- Task description: Print only the line with "pub(crate) fn read_pem(path: &std::path::Path)" and the lines after it, ending with the last line of the material, each exactly as it stands.

- Opening Delimiter -

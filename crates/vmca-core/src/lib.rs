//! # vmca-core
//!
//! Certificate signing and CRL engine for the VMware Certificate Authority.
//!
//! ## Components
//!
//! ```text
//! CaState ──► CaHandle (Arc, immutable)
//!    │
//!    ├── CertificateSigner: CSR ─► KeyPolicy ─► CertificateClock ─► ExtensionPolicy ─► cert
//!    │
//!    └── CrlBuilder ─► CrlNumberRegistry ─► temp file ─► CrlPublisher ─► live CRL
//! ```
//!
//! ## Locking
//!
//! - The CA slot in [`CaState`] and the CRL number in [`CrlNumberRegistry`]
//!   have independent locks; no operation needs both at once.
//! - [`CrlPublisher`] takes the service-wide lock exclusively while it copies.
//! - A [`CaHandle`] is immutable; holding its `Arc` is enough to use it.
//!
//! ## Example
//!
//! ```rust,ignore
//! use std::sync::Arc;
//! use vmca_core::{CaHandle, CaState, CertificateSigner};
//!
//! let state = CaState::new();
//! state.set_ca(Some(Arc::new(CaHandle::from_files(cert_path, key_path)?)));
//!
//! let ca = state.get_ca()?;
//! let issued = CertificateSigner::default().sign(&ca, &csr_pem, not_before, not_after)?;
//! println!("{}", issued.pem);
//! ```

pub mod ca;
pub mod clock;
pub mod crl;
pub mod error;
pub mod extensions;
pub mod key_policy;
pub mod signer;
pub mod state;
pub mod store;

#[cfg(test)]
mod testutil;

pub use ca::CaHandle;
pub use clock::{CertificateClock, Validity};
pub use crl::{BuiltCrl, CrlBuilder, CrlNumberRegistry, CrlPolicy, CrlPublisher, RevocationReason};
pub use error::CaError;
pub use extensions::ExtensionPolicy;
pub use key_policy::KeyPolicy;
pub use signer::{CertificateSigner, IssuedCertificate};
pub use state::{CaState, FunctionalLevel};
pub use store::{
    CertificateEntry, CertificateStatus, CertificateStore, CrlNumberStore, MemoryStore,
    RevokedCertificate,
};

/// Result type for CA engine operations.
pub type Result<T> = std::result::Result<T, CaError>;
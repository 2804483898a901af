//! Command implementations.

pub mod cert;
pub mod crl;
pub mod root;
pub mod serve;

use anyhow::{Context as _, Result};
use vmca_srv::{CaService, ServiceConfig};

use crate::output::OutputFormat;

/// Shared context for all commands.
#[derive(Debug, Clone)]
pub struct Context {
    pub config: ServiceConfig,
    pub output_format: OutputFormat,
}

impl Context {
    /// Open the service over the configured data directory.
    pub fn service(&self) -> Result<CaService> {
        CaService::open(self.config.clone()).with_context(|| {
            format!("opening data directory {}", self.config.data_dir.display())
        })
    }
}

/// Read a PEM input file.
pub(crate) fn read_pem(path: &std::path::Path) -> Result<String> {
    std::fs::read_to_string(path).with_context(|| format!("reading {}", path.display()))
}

- Closing Delimiter -

- Finished exercise:
pub(crate) fn read_pem(path: &std::path::Path) -> Result<String> {
    std::fs::read_to_string(path).with_context(|| format!("reading {}", path.display()))
}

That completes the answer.